YouTube TV is “running an experiment” that enables its playback — video and the accompanying audio — to continue after a user’s phone or tablet screen is locked, a spokesperson told IndieWire. The experimental feature is available for Android and iOS mobile users.
More from IndieWire
A website called 9to5Google first reported Reddit users commenting on their discovery of the feature. Background playback has been rolling out in pockets for about a week now — your access may be yet to come.
“If a viewer has the YouTube TV app on and then goes to lock their phone, playback will continue,” the spokesperson said. “If users want to avoid background playback, they can pause the video before locking their phone.”
You may be thinking: Why would I want to do that? Background playback may sound like a pretty minor convenience (or even a minor annoyance), but try telling that to anybody who listens to podcasts via YouTube, watches music videos on the platform, or can get by with just the audio guidance from instructional videos while their hands are covered in grease — or worse. (It can get so much worse.)
There’s a difference though between YouTube TV and plain old YouTube. The background-playback feature has actually been available for a while on the regular UGC-focused YouTube app — you just have to pay for the privilege. UGC stands for user generated content. It is the hallmark of YouTube and TikTok that allows the platforms to amass huge libraries of content at no cost to them beyond an advertising-revenue split.
YouTube Premium, which already includes the feature, costs $13.99 per month for an individual or $22.99 for a family of up to five users. “Background playback” is one of four major features differentiating free-to-use YouTube and its upsold version (though it was once available widely for free). The other major perks are that YouTube Premium is also ad free, it includes access to YouTube Music Premium, and its users gain the ability to download videos for offline viewing.
YouTube TV is different — and it’s a lot more expensive. YouTube TV, which has its own app, is a vMVPD (a virtual Multichannel Video Programming Distributor), a cord-cutter’s alternative to a traditional cable bundle. And it’s the biggest: Hulu + Live TV, Sling TV, Fubo, and cable- and satellite-TV providers are all quite a bit behind.
YouTube TV users get access to 100-plus linear channels: Live sports, news, and whatever else is scheduled on broadcast and cable television. YouTube TV costs nearly $100 per month after a discounted four-month promo period. For that money, you would think you could throw your phone in a lake and still hear what the “House Hunters” couple is griping about this time.
Again here, uninterrupted access to the audio is still valuable even if the video component cannot be concurrently viewed. From the content side, newscasts, sports talk (fantasy, betting), live sports (YouTube TV is now the home to NFL Sunday Ticket — as an add-on), and talk shows are the most format-friendly for the feature. And hey, Court TV (available on YouTube TV!) is probably pretty jazzed — if you can find it. (We’d include MTV here but the actual music television days are way behind us.)

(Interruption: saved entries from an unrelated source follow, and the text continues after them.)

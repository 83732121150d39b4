//! Cast members and their sprites

use serde::{Deserialize, Serialize};

use crate::{ProfileId, SpriteId};

/// One sprite of a profile
#[derive(Debug, Clone, PartialEq, Eq, Serialize, Deserialize, Default)]
pub struct Sprite {
    pub id: SpriteId,
    pub name: String,
    pub talking: String,
    pub still: String,
    /// Startup animation, if the sprite has one
    #[serde(default)]
    pub startup: Option<String>,
}

impl Sprite {
    pub fn new(id: SpriteId, name: impl Into<String>) -> Self {
        Self {
            id,
            name: name.into(),
            ..Default::default()
        }
    }

    pub fn with_startup(mut self, path: impl Into<String>) -> Self {
        self.startup = Some(path.into());
        self
    }

    pub fn has_startup(&self) -> bool {
        self.startup.as_deref().is_some_and(|s| !s.is_empty())
    }
}

/// A cast member
#[derive(Debug, Clone, PartialEq, Eq, Serialize, Deserialize, Default)]
pub struct Profile {
    pub id: ProfileId,
    pub long_name: String,
    pub short_name: String,
    #[serde(default)]
    pub sprites: Vec<Sprite>,
}

impl Profile {
    pub fn new(id: ProfileId, long_name: impl Into<String>) -> Self {
        let long_name = long_name.into();
        Self {
            id,
            short_name: long_name.clone(),
            long_name,
            sprites: Vec::new(),
        }
    }

    pub fn with_sprite(mut self, sprite: Sprite) -> Self {
        self.sprites.push(sprite);
        self
    }

    pub fn sprite(&self, id: SpriteId) -> Option<&Sprite> {
        self.sprites.iter().find(|s| s.id == id)
    }

    /// Sprite used when a character is added without one
    pub fn default_sprite(&self) -> Option<&Sprite> {
        self.sprites.first()
    }

    /// Display name, falling back to the short name
    pub fn display_name(&self) -> &str {
        if self.long_name.is_empty() {
            &self.short_name
        } else {
            &self.long_name
        }
    }
}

The YouTube platform is dominant in viewership as well as advertising revenue (the two of course go hand in hand). In July, YouTube unseated Disney — the entirety of Disney — to become the most-watched media company in America, according to the TV ratings company Nielsen. The victory wouldn’t last long, but really only because a third competitor, NBCUniversal, temporarily kicked down the door with the 2024 Summer Olympics.
Though we won’t get Nielsen’s The Gauge report measuring TV usage for September for a few weeks, we can already spoil the news: YouTube will almost certainly be back on top.